Among the lines of the records below, copy those that hold the word "barmode".

The data section start

pub mod bar;
pub mod geo;
pub mod join;
pub mod pie;
pub mod radar;
pub mod types;

pub use bar::{build_bar_series, build_stat_bar_series, StatBar};
pub use geo::build_geo_series;
pub use join::{resolve_value, Dataset, Datasets};
pub use pie::{build_pie_series, CategoricalSeries, Category};
pub use radar::build_radar_series;
pub use types::{Axis, FieldSpec, Series, SeriesPoint};
use super::kind::ChartKind;
use super::options::ChartOptions;
use super::spec::{
    AxisLayout, BarMarker, BarTrace, ChartSpec, ChoroplethTrace, ColorSpec, Font, GeoLayout, Layout,
    PieMarker, PieTrace, PolarLayout, PolarTrace, RadialAxis, Trace,
};
use crate::errors::ChartError;
use crate::series::{Axis, Series};

const SECONDARY_AXIS_REF: &str = "y2";

/// Shapes built series into a chart spec of the requested kind.
///
/// Bar and radar charts take one trace per series. Pie and choropleth charts
/// take exactly one series.
pub fn to_chart_spec(series: &[Series], kind: ChartKind, options: &ChartOptions) -> Result<ChartSpec, ChartError> {
    let (traces, layout) = match kind {
        ChartKind::Bar => (bar_traces(series, options), bar_layout(series, options)),
        ChartKind::Pie => {
            let single = expect_single(series, kind)?;
            (vec![Trace::Pie(pie_trace(single, options))], base_layout(options))
        }
        ChartKind::Radar => (radar_traces(series), radar_layout(options)),
        ChartKind::Choropleth => {
            let single = expect_single(series, kind)?;
            (vec![Trace::Choropleth(choropleth_trace(single, options))], geo_layout(options))
        }
    };

    Ok(ChartSpec::new(kind, traces, layout, options.render))
}

fn expect_single(series: &[Series], kind: ChartKind) -> Result<&Series, ChartError> {
    match series {
        [single] => Ok(single),
        _ => Err(ChartError::SeriesCount {
            kind,
            expected: 1,
            actual: series.len(),
        }),
    }
}

// --- Bar ---

fn bar_traces(series: &[Series], options: &ChartOptions) -> Vec<Trace> {
    let dual = has_secondary(series);
    series
        .iter()
        .enumerate()
        .map(|(idx, s)| Trace::Bar(bar_trace(s, idx, dual, options)))
        .collect()
}

fn bar_trace(series: &Series, idx: usize, dual: bool, options: &ChartOptions) -> BarTrace {
    let (text, textposition) = if options.show_values {
        (Some(point_text(series)), Some("auto".to_string()))
    } else {
        (None, None)
    };

    BarTrace {
        name: series.name().to_string(),
        x: series.labels().to_vec(),
        y: series.values().to_vec(),
        text,
        textposition,
        marker: BarMarker { color: bar_color(series) },
        yaxis: (series.axis() == Axis::Secondary).then(|| SECONDARY_AXIS_REF.to_string()),
        offsetgroup: dual.then(|| idx.to_string()),
        customdata: series.payload().to_vec(),
        hovertemplate: bar_hover_template(series),
    }
}

/// One colour for the whole trace when all points agree, otherwise per point.
fn bar_color(series: &Series) -> ColorSpec {
    let colors = series.colors();
    match colors.first() {
        Some(first) if colors.iter().all(|c| c == first) => ColorSpec::Single(first.clone()),
        _ => ColorSpec::PerPoint(colors.to_vec()),
    }
}

fn bar_hover_template(series: &Series) -> String {
    format!("<b>%{{x}}</b><br>{}: %{{y}}<extra></extra>", series.name())
}

fn bar_layout(series: &[Series], options: &ChartOptions) -> Layout {
    let mut layout = base_layout(options);
    layout.barmode = Some(options.bar_mode.as_str().to_string());
    layout.xaxis = titled_axis(&options.x_axis_title);
    layout.yaxis = titled_axis(&options.y_axis_title);

    if has_secondary(series) {
        layout.yaxis2 = Some(AxisLayout {
            title: options.secondary_axis_title.clone(),
            overlaying: Some("y".to_string()),
            side: Some("right".to_string()),
        });
    }
    layout
}

fn has_secondary(series: &[Series]) -> bool {
    series.iter().any(|s| s.axis() == Axis::Secondary)
}

fn titled_axis(title: &Option<String>) -> Option<AxisLayout> {
    title.as_ref().map(|t| AxisLayout {
        title: Some(t.clone()),
        ..AxisLayout::default()
    })
}

// --- Pie ---

fn pie_trace(series: &Series, options: &ChartOptions) -> PieTrace {
    PieTrace {
        name: series.name().to_string(),
        labels: series.labels().to_vec(),
        values: series.values().to_vec(),
        hole: options.hole,
        textinfo: "label+value+percent".to_string(),
        textposition: "outside".to_string(),
        textfont: Font { size: 14 },
        marker: PieMarker {
            colors: series.colors().to_vec(),
        },
        customdata: series.payload().to_vec(),
        hovertemplate: "<b>%{label}</b><br>Value: %{value}<br>Share: %{percent}<extra></extra>".to_string(),
    }
}

// --- Radar ---

fn radar_traces(series: &[Series]) -> Vec<Trace> {
    series
        .iter()
        .map(|s| {
            Trace::Scatterpolar(PolarTrace {
                name: s.name().to_string(),
                r: s.values().to_vec(),
                theta: s.labels().to_vec(),
                fill: "toself".to_string(),
                customdata: s.payload().to_vec(),
                hovertemplate: format!("{}<br>%{{theta}}: %{{r:.1f}}<extra></extra>", s.name()),
            })
        })
        .collect()
}

fn radar_layout(options: &ChartOptions) -> Layout {
    let mut layout = base_layout(options);
    layout.polar = Some(PolarLayout {
        radialaxis: RadialAxis {
            visible: true,
            range: options.radial_range,
        },
    });
    layout
}

// --- Choropleth ---

fn choropleth_trace(series: &Series, options: &ChartOptions) -> ChoroplethTrace {
    ChoroplethTrace {
        locationmode: "country names".to_string(),
        locations: series.labels().to_vec(),
        z: series.values().to_vec(),
        text: point_text(series),
        customdata: series.payload().to_vec(),
        hovertemplate: "%{text}<extra></extra>".to_string(),
        colorscale: options.colorscale.clone(),
        reversescale: options.reverse_scale,
        showscale: true,
    }
}

fn geo_layout(options: &ChartOptions) -> Layout {
    let mut layout = base_layout(options);
    layout.geo = Some(GeoLayout::default());
    layout
}

// --- Shared ---

fn base_layout(options: &ChartOptions) -> Layout {
    Layout {
        title: options.title.clone(),
        showlegend: options.show_legend,
        autosize: options.autosize,
        margin: options.margin,
        ..Layout::default()
    }
}

/// Builder-supplied text, or `label: value` where none was given.
fn point_text(series: &Series) -> Vec<String> {
    series
        .text()
        .iter()
        .zip(series.labels().iter().zip(series.values()))
        .map(|(text, (label, value))| match text {
            Some(text) => text.clone(),
            None => format!("{}: {}", label, value),
        })
        .collect()
}

#[cfg(test)]
mod tests {
    use super::*;
    use crate::series::SeriesPoint;

    fn series(name: &str, axis: Axis, points: &[(&str, f64)]) -> Series {
        let mut s = Series::new(name).on_axis(axis);
        for (label, value) in points {
            s.push(SeriesPoint::new(*label, *value, "#1f77b4", *label));
        }
        s
    }

    fn four_teams(name: &str, axis: Axis, values: [f64; 4]) -> Series {
        let teams = ["Japan", "Korea", "Cuba", "Mexico"];
        let points: Vec<(&str, f64)> = teams.iter().copied().zip(values).collect();
        series(name, axis, &points)
    }

    #[test]
    fn test_dual_axis_bar_spec() {
        let rate = four_teams("ERA", Axis::Primary, [2.5, 3.1, 4.0, 1.8]);
        let ratio = four_teams("OPS", Axis::Secondary, [0.71, 0.65, 0.80, 0.90]);
        let options = ChartOptions::titled("Run prevention vs production").secondary_axis("OPS");

        let spec = to_chart_spec(&[rate, ratio], ChartKind::Bar, &options).unwrap();

        let [Trace::Bar(first), Trace::Bar(second)] = spec.traces() else {
            panic!("expected two bar traces");
        };
        assert_eq!(first.yaxis, None);
        assert_eq!(second.yaxis.as_deref(), Some("y2"));
        assert_eq!(first.y, vec![2.5, 3.1, 4.0, 1.8]);
        assert_eq!(second.y, vec![0.71, 0.65, 0.80, 0.90]);
        assert_eq!(first.x, second.x);
        assert_ne!(first.offsetgroup, second.offsetgroup);

        let yaxis2 = spec.layout().yaxis2.as_ref().unwrap();
        assert_eq!(yaxis2.overlaying.as_deref(), Some("y"));
        assert_eq!(yaxis2.side.as_deref(), Some("right"));
    }

    #[test]
    fn test_single_axis_bar_has_no_secondary_layout() {
        let s = four_teams("ERA score", Axis::Primary, [75.0, 69.0, 60.0, 82.0]);
        let spec = to_chart_spec(&[s], ChartKind::Bar, &ChartOptions::default()).unwrap();

        assert!(spec.layout().yaxis2.is_none());
        assert_eq!(spec.layout().barmode.as_deref(), Some("group"));
    }

    #[test]
    fn test_pie_requires_exactly_one_series() {
        let a = series("a", Axis::Primary, &[("x", 1.0)]);
        let err = to_chart_spec(&[a.clone(), a], ChartKind::Pie, &ChartOptions::default()).unwrap_err();
        assert_eq!(
            err,
            ChartError::SeriesCount {
                kind: ChartKind::Pie,
                expected: 1,
                actual: 2
            }
        );
    }

    #[test]
    fn test_single_series_pie_spec() {
        let s = series("Outcomes", Axis::Primary, &[("Strikeout (SO)", 12.0), ("Walk (BB)", 3.0)]);
        let spec = to_chart_spec(&[s], ChartKind::Pie, &ChartOptions::default()).unwrap();

        let [Trace::Pie(trace)] = spec.traces() else {
            panic!("expected one pie trace");
        };
        assert_eq!(trace.labels, vec!["Strikeout (SO)", "Walk (BB)"]);
        assert_eq!(trace.values, vec![12.0, 3.0]);
        assert_eq!(trace.textinfo, "label+value+percent");
        let json = serde_json::to_value(&spec).unwrap();
        assert_eq!(json["traces"][0]["type"], "pie");
    }

    #[test]
    fn test_choropleth_keeps_payload_and_text() {
        let mut s = Series::new("World rank");
        s.push(SeriesPoint::new("United States", 3.0, "", "USA").with_text("USA (Pool C) - World Rank: 3"));

        let spec = to_chart_spec(&[s], ChartKind::Choropleth, &ChartOptions::default()).unwrap();
        let Trace::Choropleth(trace) = &spec.traces()[0] else {
            panic!("expected choropleth");
        };

        assert_eq!(trace.locations, vec!["United States"]);
        assert_eq!(trace.customdata, vec!["USA"]);
        assert_eq!(trace.text, vec!["USA (Pool C) - World Rank: 3"]);
        assert!(spec.layout().geo.is_some());
    }

    #[test]
    fn test_radar_uses_radial_range() {
        let s = series("Japan", Axis::Primary, &[("ERA", 75.0), ("OPS", 80.0), ("ERA", 75.0)]);
        let spec = to_chart_spec(&[s], ChartKind::Radar, &ChartOptions::default()).unwrap();

        let polar = spec.layout().polar.as_ref().unwrap();
        assert_eq!(polar.radialaxis.range, [0.0, 100.0]);
        let json = serde_json::to_value(&spec).unwrap();
        assert_eq!(json["traces"][0]["type"], "scatterpolar");
        assert_eq!(json["traces"][0]["fill"], "toself");
    }

    #[test]
    fn test_bar_color_collapses_when_uniform() {
        let s = series("OPS score", Axis::Primary, &[("Japan", 80.0), ("Korea", 70.0)]);
        let spec = to_chart_spec(&[s], ChartKind::Bar, &ChartOptions::default()).unwrap();
        let json = serde_json::to_value(&spec).unwrap();

        assert_eq!(json["traces"][0]["marker"]["color"], "#1f77b4");
    }
}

The data section end

Final answer →
    layout.barmode = Some(options.bar_mode.as_str().to_string());
        assert_eq!(spec.layout().barmode.as_deref(), Some("group"));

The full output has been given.